Practice #1 isn't hard to understand. However it's practice #2 that I'm having trouble understanding how to apply.

For example (I took it from a video on YouTube): let's say we have a method in a class that accepts CreditCard objects: makePayment(CraditCard card). One day Vouchers are added to the system. This method doesn't support them so it has to be modified.

When implementing the method in the first place we failed to predict the future and program in more abstract terms (e.g. makePayment(Payment pay), so now we have to change the existing code.

Practice #2 says we should add the functionality by extending instead of modifying. What does that mean? Should I subclass the existing class instead of simply changing it's existing code? Should I make some kind of wrapper around it just to avoid rewriting code?

Or does the principle not even refer to 'how to correctly modify/add functionality', but rather refers to 'how to avoid having to make changes in the first place (i.e. program to abstractions)?

Best Answer

Design principles always have to be balanced against each other.
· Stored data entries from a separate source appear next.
//! Calendar bucketing: which tasks land in which day cell.
//!
//! A task with a due date shows on that (local) day only. A task without one
//! shows on today's cell, and only if it was also created today; older undated
//! tasks never reach the calendar.

use chrono::{DateTime, Datelike, Days, Months, NaiveDate, Utc};
use chrono_tz::Tz;
use std::fmt;
use std::str::FromStr;

use crate::error::ParseError;
use crate::prefs::WeekStart;
use crate::task::{Task, TaskStatus};
use crate::time::local_day;

/// Cells in a month grid: six full weeks.
pub const MONTH_GRID_DAYS: usize = 42;

/// Everything the bucketer needs to know about "now" and the user's locale.
#[derive(Debug, Clone, Copy, PartialEq, Eq)]
pub struct CalendarContext {
    pub today: NaiveDate,
    pub tz: Tz,
    pub week_start: WeekStart,
}

impl CalendarContext {
    pub fn at(now: DateTime<Utc>, tz: Tz, week_start: WeekStart) -> Self {
        Self {
            today: local_day(now, tz),
            tz,
            week_start,
        }
    }
}

#[derive(Debug, Clone, Copy, PartialEq, Eq, Default)]
pub enum CalendarView {
    Day,
    Week,
    #[default]
    Month,
}

impl FromStr for CalendarView {
    type Err = ParseError;

    fn from_str(s: &str) -> Result<Self, Self::Err> {
        match s.trim().to_ascii_lowercase().as_str() {
            "day" => Ok(CalendarView::Day),
            "week" => Ok(CalendarView::Week),
            "month" => Ok(CalendarView::Month),
            _ => Err(ParseError::UnknownView(s.to_string())),
        }
    }
}

impl fmt::Display for CalendarView {
    fn fmt(&self, f: &mut fmt::Formatter<'_>) -> fmt::Result {
        let s = match self {
            CalendarView::Day => "day",
            CalendarView::Week => "week",
            CalendarView::Month => "month",
        };
        f.write_str(s)
    }
}

pub fn is_on_day(task: &Task, day: NaiveDate, ctx: &CalendarContext) -> bool {
    match task.due_date {
        Some(due) => local_day(due, ctx.tz) == day,
        None => day == ctx.today && local_day(task.created_at, ctx.tz) == ctx.today,
    }
}

pub fn tasks_for_date<'a, I>(tasks: I, day: NaiveDate, ctx: &CalendarContext) -> Vec<&'a Task>
where
    I: IntoIterator<Item = &'a Task>,
{
    tasks
        .into_iter()
        .filter(|t| is_on_day(t, day, ctx))
        .collect()
}

/// One `(day, tasks)` cell per date, in the order given.
pub fn bucket_dates<'a>(
    tasks: &'a [Task],
    dates: &[NaiveDate],
    ctx: &CalendarContext,
) -> Vec<(NaiveDate, Vec<&'a Task>)> {
    dates
        .iter()
        .map(|d| (*d, tasks_for_date(tasks, *d, ctx)))
        .collect()
}

/// Open tasks whose due day is already behind us.
pub fn overdue<'a>(tasks: &'a [Task], ctx: &CalendarContext) -> Vec<&'a Task> {
    tasks
        .iter()
        .filter(|t| t.status != TaskStatus::Completed)
        .filter(|t| t.due_date.is_some_and(|due| local_day(due, ctx.tz) < ctx.today))
        .collect()
}

/// The configured first day of the week on or before `day`.
pub fn start_of_week(day: NaiveDate, week_start: WeekStart) -> NaiveDate {
    let first = week_start.weekday().num_days_from_monday();
    let offset = (day.weekday().num_days_from_monday() + 7 - first) % 7;
    day - Days::new(u64::from(offset))
}

pub fn week_grid(focus: NaiveDate, week_start: WeekStart) -> Vec<NaiveDate> {
    consecutive_days(start_of_week(focus, week_start), 7)
}

/// 42 days starting at the week boundary on/before the 1st of `focus`'s month.
pub fn month_grid(focus: NaiveDate, week_start: WeekStart) -> Vec<NaiveDate> {
    let first = focus.with_day(1).unwrap_or(focus);
    consecutive_days(start_of_week(first, week_start), MONTH_GRID_DAYS)
}

pub fn view_dates(view: CalendarView, focus: NaiveDate, week_start: WeekStart) -> Vec<NaiveDate> {
    match view {
        CalendarView::Day => vec![focus],
        CalendarView::Week => week_grid(focus, week_start),
        CalendarView::Month => month_grid(focus, week_start),
    }
}

/// Move the focus `steps` days, weeks or months (negative goes back). Month
/// steps clamp to the target month's length, so Jan 31 + 1 month is Feb 28/29.
pub fn navigate(focus: NaiveDate, view: CalendarView, steps: i32) -> NaiveDate {
    let n = steps.unsigned_abs();
    let moved = match (view, steps >= 0) {
        (CalendarView::Day, true) => focus.checked_add_days(Days::new(u64::from(n))),
        (CalendarView::Day, false) => focus.checked_sub_days(Days::new(u64::from(n))),
        (CalendarView::Week, true) => focus.checked_add_days(Days::new(7 * u64::from(n))),
        (CalendarView::Week, false) => focus.checked_sub_days(Days::new(7 * u64::from(n))),
        (CalendarView::Month, true) => focus.checked_add_months(Months::new(n)),
        (CalendarView::Month, false) => focus.checked_sub_months(Months::new(n)),
    };
    moved.unwrap_or(focus)
}

fn consecutive_days(start: NaiveDate, count: usize) -> Vec<NaiveDate> {
    start.iter_days().take(count).collect()
}
//! etask-core: task model and the pure derivations every eTask view reads.

pub mod calendar;
pub mod classify;
pub mod error;
pub mod prefs;
pub mod progress;
pub mod task;
pub mod time;

pub use calendar::{
    CalendarContext, CalendarView, bucket_dates, month_grid, navigate, overdue, tasks_for_date,
    view_dates, week_grid,
};
pub use classify::{Bucket, bucket_counts, classify, search};
pub use error::ParseError;
pub use prefs::{Preferences, WeekStart};
pub use progress::{ProgressSource, compute_progress, explain_progress, is_done_by_subtasks};
pub use task::{Priority, Subtask, Task, TaskStatus};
You can't predict the future, and most programmers do it horribly when they try. That's why we have the rule of three, which is primarily about duplication, but applies to refactoring for any other design principles as well.

When you only have one implementation of an interface, you don't need to care much about OCP, unless it's crystal clear where any extensions would take place. In fact, you often lose clarity when trying to over-design in this situation. When you extend it once, you refactor to make it OCP friendly if that's the easiest and clearest way to do it. When you extend it to a third implementation, you make sure to refactor it taking OCP into account, even if it requires a little more effort.

In practice, when you only have two implementations, refactoring when you add a third is usually not too difficult. It's when you let it grow past that point that it becomes troublesome to maintain.